Chris Rose: 29:54 This is what we’re going for. So correlation, but not direct relationship. And it can be a confusing relationship sometimes. Like I feel really aroused and I’m so into this, why aren’t I wet? Because I used to get wet when I got aroused, and we can problematize this. We can be like maybe I’m not as aroused as I think. Like we can make all sorts of … Or I’m really aroused, but he’s just my coworker and I’m not actually turned on, but why is my pussy so wet when I go to the bathroom? Well you might not be aroused, you might be angry. And angry is a different kind of excitation and arousal of the system. And so if you’re yelling at your coworker and feeling fired up, but you have to be socially polite, and your body’s getting fired up. And you might go to the bathroom after that meeting and reach down and find that you’re all wet. That’s not maybe sexual excitation, that’s just arousal. And just knowing that in your head and being able to check in. And maybe you are sexually aroused and that’s a confusing dynamic. But maybe not.

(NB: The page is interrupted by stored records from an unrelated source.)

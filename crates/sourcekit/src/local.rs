//! Local file sources and the `/@/` virtual directory.
//!
//! Raw absolute paths do not travel well between machines running the same
//! manifest, so `file://` paths may start with a reserved virtual segment:
//!
//! - `file:///@/./x` and `file:///@/../x` resolve against the manifest's
//!   directory (the [`Origin`]).
//! - `file:///@/~/x` resolves against the invoking user's home directory.
//! - `file:///@/~alice/x` resolves against the home directory of `alice`.
//!
//! Any other `/@/` path is rejected. A real `@` directory at the filesystem
//! root is written with percent-encoding: `file:///%40/x`.

use crate::archive::{self, ArchiveKind};
use crate::cache::CacheDir;
use crate::error::{Error, Result};
use crate::exec::ExecContext;
use crate::literal::Literal;
use crate::reference::{Reference, percent_decode};
use crate::source::{LocalHandle, Source, SourceKind};
use std::path::{Component, Path, PathBuf};

/// Where manifest-relative references are anchored.
#[derive(Debug, Clone, Default, PartialEq, Eq)]
pub struct Origin {
    manifest_dir: Option<PathBuf>,
}

impl Origin {
    /// Anchor at the directory containing the manifest.
    pub fn manifest_dir(dir: impl Into<PathBuf>) -> Self {
        Self {
            manifest_dir: Some(dir.into()),
        }
    }

    /// Directory `/@/.` refers to; the current directory when unset.
    pub fn dir(&self) -> PathBuf {
        match &self.manifest_dir {
            Some(dir) => dir.clone(),
            None => std::env::current_dir().unwrap_or_else(|_| PathBuf::from(".")),
        }
    }
}

/// How a file reference's path was anchored.
#[derive(Debug, Clone, Copy, PartialEq, Eq)]
pub enum Anchor {
    /// A plain filesystem path.
    Absolute,
    /// `/@/.` or `/@/..`: relative to the manifest.
    Manifest,
    /// `/@/~` or `/@/~user`: relative to a home directory.
    Home,
}

/// A file or directory on local disk, plain or as a tar or jar archive.
#[derive(Debug, Clone, PartialEq, Eq)]
pub struct FileSource {
    reference: Reference,
    archive: ArchiveKind,
    resolved: PathBuf,
    anchor: Anchor,
}

impl FileSource {
    /// Validate `reference` as an `archive` kind file reference and resolve
    /// its path against `origin`.
    pub fn new(archive: ArchiveKind, reference: Reference, origin: &Origin) -> Result<Self> {
        reference.require_scheme(Self::kind_of(archive).name(), &[archive.scheme("file")])?;
        if reference.authority().is_some_and(|a| !a.is_empty()) {
            return Err(Error::invalid(
                reference.display(),
                "non-local file URLs are not supported",
            ));
        }
        match archive {
            ArchiveKind::Plain => reference.forbid_fragment("plain file")?,
            ArchiveKind::Jar => reference.forbid_fragment("jar file")?,
            ArchiveKind::Tar => {}
        }
        let (resolved, anchor) = resolve(&reference, origin)?;
        log::debug!("Resolved {} to {}", reference.display(), resolved.display());
        Ok(Self {
            reference,
            archive,
            resolved,
            anchor,
        })
    }

    /// Parse, taking the archive kind from the scheme prefix.
    pub fn parse(input: &str, origin: &Origin) -> Result<Self> {
        let reference = Reference::parse(input)?;
        let archive = ArchiveKind::from_prefix(reference.prefix()).unwrap_or_default();
        Self::new(archive, reference, origin)
    }

    fn kind_of(archive: ArchiveKind) -> SourceKind {
        match archive {
            ArchiveKind::Plain => SourceKind::File,
            ArchiveKind::Tar => SourceKind::FileTar,
            ArchiveKind::Jar => SourceKind::FileJar,
        }
    }

    /// A source for an absolute local path.
    pub fn from_path(archive: ArchiveKind, path: &Path, fragment: Option<&str>) -> Result<Self> {
        let mut url = format!("{}://", archive.scheme("file"));
        let text = path.to_string_lossy();
        for (i, c) in text.chars().enumerate() {
            match c {
                '%' => url.push_str("%25"),
                '#' => url.push_str("%23"),
                '?' => url.push_str("%3F"),
                '@' if i == 1 && text.starts_with("/@/") => url.push_str("%40"),
                _ => url.push(c),
            }
        }
        if path.is_dir() && !url.ends_with('/') {
            url.push('/');
        }
        if let Some(fragment) = fragment {
            url.push('#');
            url.push_str(fragment);
        }
        Self::parse(&url, &Origin::default())
    }

    /// The reference this source was built from.
    pub fn reference(&self) -> &Reference {
        &self.reference
    }

    /// Real filesystem path.
    pub fn resolved(&self) -> &Path {
        &self.resolved
    }

    /// How the path was anchored.
    pub fn anchor(&self) -> Anchor {
        self.anchor
    }

    /// How the content is treated.
    pub fn archive(&self) -> ArchiveKind {
        self.archive
    }
}

impl Source for FileSource {
    fn kind(&self) -> SourceKind {
        Self::kind_of(self.archive)
    }

    fn cache(&self, cache: &CacheDir, _ctx: &ExecContext) -> Result<LocalHandle> {
        if !self.resolved.exists() {
            return Err(Error::io(
                &self.resolved,
                std::io::Error::new(std::io::ErrorKind::NotFound, "no such file or directory"),
            ));
        }
        Ok(LocalHandle::at(cache, self.resolved.clone(), self.clone()))
    }

    fn place(&self, handle: &LocalHandle, dest: &Path, _ctx: &ExecContext) -> Result<()> {
        self.archive
            .place(handle.require_data()?, self.reference.fragment(), dest)
    }

    fn run(&self, handle: &LocalHandle, args: &[String], ctx: &ExecContext) -> Result<()> {
        if self.archive == ArchiveKind::Plain && self.reference.is_dirlike() {
            return Err(Error::not_executable(
                self.describe(),
                "directories can not be run as commands",
            ));
        }
        match self.archive {
            ArchiveKind::Jar => archive::run_jar(handle.require_data()?, args, ctx),
            kind => kind.run(
                handle.require_data()?,
                self.reference.fragment(),
                handle.scratch(),
                args,
                ctx,
                self.anchor == Anchor::Manifest,
            ),
        }
    }

    fn externalize(&self) -> Literal {
        Literal::Str(self.reference.to_string())
    }

    fn describe(&self) -> String {
        self.reference.display()
    }
}

fn resolve(reference: &Reference, origin: &Origin) -> Result<(PathBuf, Anchor)> {
    let path = reference.path();
    let Some(rest) = path.strip_prefix("/@/") else {
        return Ok((PathBuf::from(percent_decode(path)?), Anchor::Absolute));
    };

    if rest.starts_with('.') {
        let relative = percent_decode(rest)?;
        return Ok((normalize(&origin.dir().join(relative)), Anchor::Manifest));
    }

    if let Some(tilde) = rest.strip_prefix('~') {
        let (user, remainder) = tilde.split_once('/').unwrap_or((tilde, ""));
        let home = if user.is_empty() {
            dirs::home_dir()
                .ok_or_else(|| Error::invalid(reference.display(), "no home directory"))?
        } else {
            let user = percent_decode(user)?;
            home_of(&user).ok_or_else(|| {
                Error::invalid(
                    reference.display(),
                    format!("user {user} has no home directory"),
                )
            })?
        };
        let remainder = percent_decode(remainder)?;
        return Ok((home.join(remainder.trim_start_matches('/')), Anchor::Home));
    }

    Err(Error::invalid(
        reference.display(),
        "/@/ must be followed by ., .., ~ or ~user (write a literal @ as %40)",
    ))
}

/// Lexically remove `.` and resolve `..` components.
fn normalize(path: &Path) -> PathBuf {
    let mut out = PathBuf::new();
    for component in path.components() {
        match component {
            Component::CurDir => {}
            Component::ParentDir => {
                out.pop();
            }
            other => out.push(other),
        }
    }
    out
}

/// Home directory of `user` from the password database.
#[cfg(unix)]
fn home_of(user: &str) -> Option<PathBuf> {
    use std::ffi::{CStr, CString, OsStr};
    use std::mem::MaybeUninit;
    use std::os::unix::ffi::OsStrExt;

    let name = CString::new(user).ok()?;
    let mut buf = vec![0 as libc::c_char; 16 * 1024];
    let mut result: *mut libc::passwd = std::ptr::null_mut();

    // SAFETY: getpwnam_r writes into pwd and buf, both owned here and sized as
    // passed; pw_dir points into buf, which outlives the CStr borrow.
    unsafe {
        let mut pwd: MaybeUninit<libc::passwd> = MaybeUninit::uninit();
        let rc = libc::getpwnam_r(
            name.as_ptr(),
            pwd.as_mut_ptr(),
            buf.as_mut_ptr(),
            buf.len(),
            &raw mut result,
        );
        if rc != 0 || result.is_null() {
            return None;
        }
        let pwd = pwd.assume_init();
        if pwd.pw_dir.is_null() {
            return None;
        }
        let dir = CStr::from_ptr(pwd.pw_dir).to_bytes();
        if dir.is_empty() {
            return None;
        }
        Some(PathBuf::from(OsStr::from_bytes(dir)))
    }
}

#[cfg(not(unix))]
fn home_of(_user: &str) -> Option<PathBuf> {
    None
}

#[cfg(test)]
mod tests {
    use super::*;
    use std::fs;
    use tempfile::TempDir;

    #[test]
    fn test_manifest_relative() {
        let origin = Origin::manifest_dir("/work/project");
        let source = FileSource::parse("file:///@/./package.json", &origin).unwrap();
        assert_eq!(source.resolved(), Path::new("/work/project/package.json"));
        assert_eq!(source.anchor(), Anchor::Manifest);

        let source = FileSource::parse("file:///@/../shared/conf", &origin).unwrap();
        assert_eq!(source.resolved(), Path::new("/work/shared/conf"));
    }

    #[test]
    fn test_home_relative() {
        let Some(home) = dirs::home_dir() else {
            return;
        };
        let source = FileSource::parse("file:///@/~/.profile", &Origin::default()).unwrap();
        assert_eq!(source.resolved(), home.join(".profile"));
        assert_eq!(source.anchor(), Anchor::Home);

        let source = FileSource::parse("file:///@/~//etc/passwd", &Origin::default()).unwrap();
        assert_eq!(source.resolved(), home.join("etc/passwd"));
        let source = FileSource::parse("file:///@/~/%2Fetc", &Origin::default()).unwrap();
        assert_eq!(source.resolved(), home.join("etc"));
    }

    #[cfg(unix)]
    #[test]
    fn test_named_user_home() {
        let home = home_of("root").unwrap();
        assert!(home.is_absolute());
        let source = FileSource::parse("file:///@/~root/x", &Origin::default()).unwrap();
        assert_eq!(source.resolved(), home.join("x"));
    }

    #[test]
    fn test_unknown_user_is_invalid() {
        let err = FileSource::parse("file:///@/~no-such-user-arx-test/x", &Origin::default())
            .unwrap_err();
        assert!(matches!(err, Error::InvalidReference { .. }));
    }

    #[test]
    fn test_unrecognized_virtual_path() {
        let err = FileSource::parse("file:///@/etc/passwd", &Origin::default()).unwrap_err();
        assert!(matches!(err, Error::InvalidReference { .. }));
    }

    #[test]
    fn test_percent_encoded_at_is_literal() {
        let source = FileSource::parse("file:///%40/x", &Origin::default()).unwrap();
        assert_eq!(source.resolved(), Path::new("/@/x"));
        assert_eq!(source.anchor(), Anchor::Absolute);
    }

    #[test]
    fn test_validation() {
        let origin = Origin::default();
        assert!(matches!(
            FileSource::parse("file://host/etc/hosts", &origin),
            Err(Error::InvalidReference { .. })
        ));
        assert!(matches!(
            FileSource::parse("file:///etc/hosts#x", &origin),
            Err(Error::InvalidReference { .. })
        ));
        assert!(matches!(
            FileSource::parse("jar+file:///a.jar#Main", &origin),
            Err(Error::InvalidReference { .. })
        ));
        assert!(matches!(
            FileSource::parse("http://x/y", &origin),
            Err(Error::InvalidScheme { adapter: "File", .. })
        ));
        let tar = FileSource::parse("tar+file:///tmp/a.tgz#/", &origin).unwrap();
        assert_eq!(tar.kind(), SourceKind::FileTar);
    }

    #[test]
    fn test_from_path_roundtrip() {
        let temp = TempDir::new().unwrap();
        let file = temp.path().join("odd #name%.txt");
        fs::write(&file, "x").unwrap();
        let source = FileSource::from_path(ArchiveKind::Plain, &file, None).unwrap();
        assert_eq!(source.resolved(), file);

        let dir = FileSource::from_path(ArchiveKind::Plain, temp.path(), None).unwrap();
        assert!(dir.reference().is_dirlike());
    }

    #[test]
    fn test_place_directory() {
        let temp = TempDir::new().unwrap();
        let src = temp.path().join("conf");
        fs::create_dir_all(src.join("d")).unwrap();
        fs::write(src.join("d/app.ini"), "a=1").unwrap();

        let origin = Origin::manifest_dir(temp.path());
        let source = FileSource::parse("file:///@/./conf/", &origin).unwrap();
        let cache = CacheDir::new().unwrap();
        let ctx = ExecContext::new();
        let handle = source.cache(&cache, &ctx).unwrap();

        let dest = temp.path().join("out");
        source.place(&handle, &dest, &ctx).unwrap();
        assert_eq!(fs::read_to_string(dest.join("d/app.ini")).unwrap(), "a=1");

        assert!(matches!(
            source.run(&handle, &[], &ctx),
            Err(Error::NotExecutable { .. })
        ));
    }

    #[test]
    fn test_cache_missing_file() {
        let source = FileSource::parse("file:///nonexistent/arx/x", &Origin::default()).unwrap();
        let cache = CacheDir::new().unwrap();
        assert!(matches!(
            source.cache(&cache, &ExecContext::new()),
            Err(Error::Io { .. })
        ));
    }

    #[cfg(unix)]
    #[test]
    fn test_run_manifest_relative_marks_executable() {
        let temp = TempDir::new().unwrap();
        fs::write(
            temp.path().join("setup.sh"),
            "#!/bin/sh\ntouch \"$1\"\n",
        )
        .unwrap();
        let origin = Origin::manifest_dir(temp.path());
        let source = FileSource::parse("file:///@/./setup.sh", &origin).unwrap();
        let cache = CacheDir::new().unwrap();
        let ctx = ExecContext::new();
        let handle = source.cache(&cache, &ctx).unwrap();

        let marker = temp.path().join("marker");
        source
            .run(&handle, &[marker.display().to_string()], &ctx)
            .unwrap();
        assert!(marker.exists());
        assert!(crate::exec::is_executable(&temp.path().join("setup.sh")));
    }
}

Chris Rose: 31:00 We need to have deeper knowledge of these systems so we can map these experiences for ourselves and start to have more of a consensual relationship with these systems and how we embody them. So sexual arousal non-concordant with wetness. This is important to know in all sorts of contexts like we just talked about. You can watch an action movie. I often get very wet, and my genitals start thrumming during an action movie. That’s fun for me to know. It doesn’t necessarily mean I’m sexually turned on.

Charlotte Rose: 31:39 But your body is excited.

Chris Rose: 31:41 Right.

Charlotte Rose: 31:41 Another system is feeling activated and you’re alert. And there’s so many different ways of being aroused in the body.

Chris Rose: 31:49 Right. And so notice for yourself, like just notice for yourself when do you get … And also I’m pulling apart here erection and engorgement. So for a penis owner that is more visual and visible. But I will put the podcast link in the show notes page, again we’ve done an episode on female erections, on clitoral erections. And so as a vulva owner, getting to know what that feels like. What does engorgement feel like? For some it feels like a throbbing or a thrumming, or it literally feels like your pussy is bigger, and it’s like at attention. And if you’re in a seat you can kind of like feel it filling out your seat a little bit. What does a clitoral erection feel like to you? And pulling apart kind of engorgement and throbbing sensation in and around your vulva, versus wetness. Because you might have a lot that sensation and the throbbing without wetness. You might have wetness without throbbing. Start to get to know that. And then I’m going to just … One more layer babes, you can do it. For me there’s also another sensation that’s more internal, like around my cervix and my uterus. And that is a different set of sensations. Like if that is contracting, uterine contractions.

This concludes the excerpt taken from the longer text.